Stored items:
##########
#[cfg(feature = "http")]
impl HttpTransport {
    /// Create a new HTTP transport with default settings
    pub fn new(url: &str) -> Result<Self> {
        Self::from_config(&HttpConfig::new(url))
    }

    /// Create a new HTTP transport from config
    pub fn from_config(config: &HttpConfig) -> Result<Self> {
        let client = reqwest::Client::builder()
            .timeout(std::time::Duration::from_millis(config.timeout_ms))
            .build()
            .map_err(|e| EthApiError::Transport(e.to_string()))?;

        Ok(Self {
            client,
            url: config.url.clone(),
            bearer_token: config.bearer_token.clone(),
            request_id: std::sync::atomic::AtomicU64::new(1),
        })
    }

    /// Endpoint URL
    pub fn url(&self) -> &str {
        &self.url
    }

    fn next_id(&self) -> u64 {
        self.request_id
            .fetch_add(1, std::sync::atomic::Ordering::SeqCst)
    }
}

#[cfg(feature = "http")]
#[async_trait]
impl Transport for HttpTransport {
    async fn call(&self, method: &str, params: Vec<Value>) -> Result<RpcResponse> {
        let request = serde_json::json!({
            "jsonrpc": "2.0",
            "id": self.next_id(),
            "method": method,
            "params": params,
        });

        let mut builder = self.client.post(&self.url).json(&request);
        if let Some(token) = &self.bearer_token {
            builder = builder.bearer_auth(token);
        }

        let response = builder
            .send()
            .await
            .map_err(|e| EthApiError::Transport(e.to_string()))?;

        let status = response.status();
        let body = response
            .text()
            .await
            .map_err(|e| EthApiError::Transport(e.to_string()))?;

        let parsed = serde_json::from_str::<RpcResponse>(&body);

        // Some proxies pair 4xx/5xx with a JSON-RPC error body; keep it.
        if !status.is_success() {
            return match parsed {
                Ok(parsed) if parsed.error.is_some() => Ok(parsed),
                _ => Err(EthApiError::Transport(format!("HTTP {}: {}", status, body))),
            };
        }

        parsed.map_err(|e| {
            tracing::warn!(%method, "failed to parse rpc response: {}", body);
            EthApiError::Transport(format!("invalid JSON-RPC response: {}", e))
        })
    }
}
##########
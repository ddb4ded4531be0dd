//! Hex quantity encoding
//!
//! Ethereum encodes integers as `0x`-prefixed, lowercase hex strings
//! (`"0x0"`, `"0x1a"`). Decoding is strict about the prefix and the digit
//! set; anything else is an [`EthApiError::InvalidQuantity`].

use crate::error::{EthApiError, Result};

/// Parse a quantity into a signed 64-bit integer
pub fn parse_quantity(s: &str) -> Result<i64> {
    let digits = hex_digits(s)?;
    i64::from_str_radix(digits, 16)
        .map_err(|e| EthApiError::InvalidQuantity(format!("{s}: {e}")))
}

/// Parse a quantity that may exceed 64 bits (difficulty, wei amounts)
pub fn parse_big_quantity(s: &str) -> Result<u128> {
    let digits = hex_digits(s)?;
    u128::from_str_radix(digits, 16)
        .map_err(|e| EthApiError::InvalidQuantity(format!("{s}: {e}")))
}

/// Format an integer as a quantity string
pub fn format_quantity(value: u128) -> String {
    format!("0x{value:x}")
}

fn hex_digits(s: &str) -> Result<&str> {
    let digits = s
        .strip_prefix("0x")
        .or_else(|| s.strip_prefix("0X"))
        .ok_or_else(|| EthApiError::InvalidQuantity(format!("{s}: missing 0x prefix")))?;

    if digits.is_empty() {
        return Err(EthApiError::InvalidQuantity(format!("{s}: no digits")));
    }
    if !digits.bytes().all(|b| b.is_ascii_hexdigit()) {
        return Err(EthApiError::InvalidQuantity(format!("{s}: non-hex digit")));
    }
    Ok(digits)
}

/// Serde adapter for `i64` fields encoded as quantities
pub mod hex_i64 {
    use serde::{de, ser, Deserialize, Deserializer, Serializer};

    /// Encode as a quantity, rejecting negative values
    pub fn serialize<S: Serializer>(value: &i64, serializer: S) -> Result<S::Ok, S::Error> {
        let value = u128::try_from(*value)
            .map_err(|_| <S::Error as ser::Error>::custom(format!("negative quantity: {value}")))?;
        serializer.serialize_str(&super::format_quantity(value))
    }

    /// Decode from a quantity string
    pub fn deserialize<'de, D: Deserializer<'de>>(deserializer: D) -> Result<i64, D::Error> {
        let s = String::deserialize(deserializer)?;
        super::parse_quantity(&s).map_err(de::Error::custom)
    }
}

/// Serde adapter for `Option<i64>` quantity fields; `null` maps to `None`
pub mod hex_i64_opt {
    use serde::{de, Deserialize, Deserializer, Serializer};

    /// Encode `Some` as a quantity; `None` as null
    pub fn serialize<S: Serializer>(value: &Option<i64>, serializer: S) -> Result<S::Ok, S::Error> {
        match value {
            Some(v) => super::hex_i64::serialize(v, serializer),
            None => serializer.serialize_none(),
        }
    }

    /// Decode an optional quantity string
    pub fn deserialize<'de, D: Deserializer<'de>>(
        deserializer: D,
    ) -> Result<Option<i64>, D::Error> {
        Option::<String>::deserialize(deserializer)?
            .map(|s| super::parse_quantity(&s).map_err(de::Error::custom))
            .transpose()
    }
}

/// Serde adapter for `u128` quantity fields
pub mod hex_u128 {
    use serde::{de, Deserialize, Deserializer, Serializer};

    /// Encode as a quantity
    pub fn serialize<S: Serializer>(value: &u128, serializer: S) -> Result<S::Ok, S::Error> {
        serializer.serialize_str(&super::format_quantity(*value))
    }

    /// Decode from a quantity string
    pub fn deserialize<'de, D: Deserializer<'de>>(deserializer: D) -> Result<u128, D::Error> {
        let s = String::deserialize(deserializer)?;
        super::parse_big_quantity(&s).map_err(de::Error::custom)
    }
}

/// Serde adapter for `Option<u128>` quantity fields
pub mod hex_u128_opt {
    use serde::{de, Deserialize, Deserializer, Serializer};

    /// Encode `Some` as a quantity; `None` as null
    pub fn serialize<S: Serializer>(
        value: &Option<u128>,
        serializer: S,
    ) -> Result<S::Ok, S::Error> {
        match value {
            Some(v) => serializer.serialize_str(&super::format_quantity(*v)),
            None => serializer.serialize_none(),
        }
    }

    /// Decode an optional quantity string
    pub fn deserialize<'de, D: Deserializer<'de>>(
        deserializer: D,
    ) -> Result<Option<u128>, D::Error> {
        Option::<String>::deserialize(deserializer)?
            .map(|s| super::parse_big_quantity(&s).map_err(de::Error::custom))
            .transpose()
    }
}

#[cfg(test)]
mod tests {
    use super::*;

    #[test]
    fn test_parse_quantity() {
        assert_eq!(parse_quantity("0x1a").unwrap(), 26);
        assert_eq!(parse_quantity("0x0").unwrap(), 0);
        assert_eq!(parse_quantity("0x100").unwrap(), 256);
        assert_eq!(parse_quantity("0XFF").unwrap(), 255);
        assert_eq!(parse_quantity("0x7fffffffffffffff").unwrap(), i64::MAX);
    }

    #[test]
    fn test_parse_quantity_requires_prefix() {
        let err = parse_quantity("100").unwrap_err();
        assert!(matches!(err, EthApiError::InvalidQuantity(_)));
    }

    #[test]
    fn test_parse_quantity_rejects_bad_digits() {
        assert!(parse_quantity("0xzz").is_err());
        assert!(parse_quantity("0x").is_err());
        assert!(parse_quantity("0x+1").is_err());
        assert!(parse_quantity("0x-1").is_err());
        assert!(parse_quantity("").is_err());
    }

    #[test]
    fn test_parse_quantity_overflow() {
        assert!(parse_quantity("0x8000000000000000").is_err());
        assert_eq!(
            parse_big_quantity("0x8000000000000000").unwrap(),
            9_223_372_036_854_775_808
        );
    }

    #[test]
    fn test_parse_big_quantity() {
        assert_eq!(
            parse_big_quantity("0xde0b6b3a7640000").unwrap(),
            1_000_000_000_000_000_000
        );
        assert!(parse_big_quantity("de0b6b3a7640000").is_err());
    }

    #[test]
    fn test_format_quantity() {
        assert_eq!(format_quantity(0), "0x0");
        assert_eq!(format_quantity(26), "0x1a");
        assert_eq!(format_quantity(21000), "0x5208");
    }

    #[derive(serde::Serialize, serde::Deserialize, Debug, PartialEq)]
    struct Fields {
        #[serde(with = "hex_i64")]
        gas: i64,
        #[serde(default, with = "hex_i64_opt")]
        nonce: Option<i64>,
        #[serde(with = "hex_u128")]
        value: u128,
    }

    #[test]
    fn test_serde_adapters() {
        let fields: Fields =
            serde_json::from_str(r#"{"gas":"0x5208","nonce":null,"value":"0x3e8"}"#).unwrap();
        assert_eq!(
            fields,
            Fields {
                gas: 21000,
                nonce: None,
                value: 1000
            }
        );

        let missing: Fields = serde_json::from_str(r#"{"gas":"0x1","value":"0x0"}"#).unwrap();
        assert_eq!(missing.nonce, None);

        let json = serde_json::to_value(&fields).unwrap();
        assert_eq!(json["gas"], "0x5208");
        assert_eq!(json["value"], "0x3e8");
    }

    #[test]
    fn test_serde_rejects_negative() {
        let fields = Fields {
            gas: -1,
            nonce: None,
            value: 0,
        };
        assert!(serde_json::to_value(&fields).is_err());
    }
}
##########
Activity. Check each line in the entries above for the string "HttpTransport", then give the number of matching lines alone.

Solved problem. 2